The school nurse role is no longer the first line of defense for our children while they’re at school. In many ways, the school nurse has become strictly a consultant. They try to train teachers and administrators to watch for signs of flu or chicken pox. They help make sure action plans are in place at the start of the year for kids with diabetes, heart conditions, asthma, or food allergies, and that the staff understands how to implement them. They remind administrators about vaccination requirements.
But it seems like very few get to interact directly with our children anymore.
That’s a sad but unavoidable result of our constant education cut-backs.
Understanding that we’ll probably never reverse the trend of squeezing funding for basic teacher salaries, let alone school nurse funding, what can we parents do?
First, we must recognize that we are our children’s strongest and fiercest protectors. Although the school nurses would do more if they could, we cannot depend on anyone else to champion our children’s health, so we must be willing to do it ourselves.
We have to educate ourselves on what our child’s health concerns really mean, how to effectively keep them safe, and how to balance that need to keep them safe with the needs of the other 25 or more kids in the class.
We must shoulder the responsibility for training the teachers, lunchroom staff, and office staff to recognize food allergy reactions and administer EpiPens, and work with them to ensure the entire experience feels as “normal” as possible so that no one – on either side of the table – feels ostracized or bullied.
We must work with our own allergists to create a workable medical action plan. (If you don’t have one, use FAAN’s food allergy action plan, which is in common use by many allergists.)
And we must find out who our school nurse is, even if he or she is only in our school for one day a week or less, and work with that nurse, making sure we’re both on the same page and not working at cross purposes.
Because even if the school nurses are spread far too thin across far too many schools and miles, they are still trying their very best to build safety into our children’s school experience.

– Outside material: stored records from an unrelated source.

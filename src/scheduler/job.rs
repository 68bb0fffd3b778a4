//! Job types: descriptors, lifecycle states, snapshots, and the processor
//! plug point.

use crate::pipeline::batch::{BatchOutcome, BatchRunError, FileResult, FileSpec, PipelineContext};
use async_trait::async_trait;
use serde::{Deserialize, Serialize};
use thiserror::Error;
use time::OffsetDateTime;
use uuid::Uuid;

/// Admission priority of a job. Higher priorities are admitted first when a
/// job slot frees; running jobs are never preempted.
#[derive(Debug, Clone, Copy, PartialEq, Eq, PartialOrd, Ord, Serialize, Deserialize, Default)]
#[serde(rename_all = "lowercase")]
pub enum JobPriority {
    /// Admitted only when nothing more urgent is pending.
    Low,
    /// Default tier.
    #[default]
    Normal,
    /// Admitted ahead of all other tiers.
    High,
}

/// Lifecycle state of a job.
///
/// Jobs are created `Queued`, move to `Running` when admitted, and terminate
/// in exactly one of the three terminal states. `Running` never moves back to
/// `Queued`.
#[derive(Debug, Clone, Copy, PartialEq, Eq, Serialize)]
#[serde(rename_all = "lowercase")]
pub enum JobStatus {
    /// Waiting in the priority queue.
    Queued,
    /// Admitted and executing (including retry backoff waits).
    Running,
    /// Processor finished, possibly with per-file errors.
    Completed,
    /// Processor gave up after exhausting retries, or failed outright.
    Failed,
    /// Cancellation was observed before or during execution.
    Cancelled,
}

impl JobStatus {
    /// Whether the state is terminal.
    pub fn is_terminal(self) -> bool {
        matches!(self, Self::Completed | Self::Failed | Self::Cancelled)
    }
}

/// Everything needed to enqueue a job.
#[derive(Debug, Clone)]
pub struct JobDescriptor {
    /// Free-form job kind label, recorded for observability.
    pub job_type: String,
    /// Owner the job (and its tracker) belongs to.
    pub owner_id: String,
    /// Admission priority.
    pub priority: JobPriority,
    /// Work items the processor will receive.
    pub files: Vec<FileSpec>,
}

/// Pluggable job body executed by the scheduler.
#[async_trait]
pub trait JobProcessor: Send + Sync {
    /// Run the job to completion, observing `ctx` cancellation between
    /// stages. Returning a retryable error asks the scheduler to re-run the
    /// job after a backoff delay.
    async fn run(
        &self,
        files: &[FileSpec],
        ctx: &PipelineContext,
    ) -> Result<BatchOutcome, BatchRunError>;
}

/// Point-in-time view of a job returned by the status API.
#[derive(Debug, Clone, Serialize)]
#[serde(rename_all = "camelCase")]
pub struct JobSnapshot {
    /// Job id.
    pub id: Uuid,
    /// Job kind label from the descriptor.
    pub job_type: String,
    /// Owner the job belongs to.
    pub owner_id: String,
    /// Admission priority.
    pub priority: JobPriority,
    /// Current lifecycle state.
    pub status: JobStatus,
    /// Progress percent reported by the job's tracker.
    pub progress_percent: u8,
    /// Most recent stage label reported by the job's tracker.
    pub current_step: String,
    /// Processor runs so far.
    pub attempts: u32,
    /// When the job was accepted.
    #[serde(with = "time::serde::rfc3339")]
    pub created_at: OffsetDateTime,
    /// When the job was admitted to a job slot.
    #[serde(with = "time::serde::rfc3339::option")]
    pub started_at: Option<OffsetDateTime>,
    /// When the job reached a terminal state.
    #[serde(with = "time::serde::rfc3339::option")]
    pub completed_at: Option<OffsetDateTime>,
    /// Per-file results recorded by the processor.
    pub results: Vec<FileResult>,
    /// Job-level and per-file error descriptions.
    pub errors: Vec<String>,
    /// Tracker created for this job at submission time.
    pub tracker_id: Uuid,
    /// True only for `completed`, `failed`, and `cancelled`.
    pub is_complete: bool,
}

/// Errors surfaced by the scheduler API.
#[derive(Debug, Error)]
pub enum SchedulerError {
    /// Job id is unknown or has been purged.
    #[error("job {0} not found")]
    NotFound(Uuid),
    /// The pending queue is at capacity; backpressure for the caller.
    #[error("job queue is full ({depth} pending)")]
    QueueFull {
        /// Pending jobs at the time of rejection.
        depth: usize,
    },
}
#![deny(missing_docs)]

//! Core library for the ingestd batch ingestion service.

/// HTTP routing and REST/SSE handlers.
pub mod api;
/// Environment-driven configuration management.
pub mod config;
/// Structured logging and tracing setup.
pub mod logging;
/// Scheduler and pipeline counters.
pub mod metrics;
/// Per-file ingestion pipeline and collaborator contracts.
pub mod pipeline;
/// Progress trackers and their registry.
pub mod progress;
/// User-facing upload queues.
pub mod queue;
/// Job scheduling, slot pool, and retry policy.
pub mod scheduler;
/// Service glue shared by the HTTP surface.
pub mod service;
/// Streaming front door for small batches.
pub mod stream;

I was delighted – and a little surprised – at how crowded my Utah Food Allergy Network table was at the convention. At every break, nurses would stop and talk to me about food allergies, asking questions like “Is coconut a tree nut?” or “Do the foods have to be ingested to cause a reaction, or is skin contact bad, too?” They were sharing stories of food-allergic kids they had and some of the policies they’d put into place to help them. They were asking why food allergies seem to be growing so much more common.
And just about every single nurse I talked to signed up to join our UFAN school nurse email list, so that we could send them updates about things like food allergy guidelines, new legislation, or other information that could help them do their herculean jobs more efficiently.
They care. They work extremely hard. And they want to learn more. We parents can help them, and they will do what they can to help us.
Thank you, school nurses everywhere.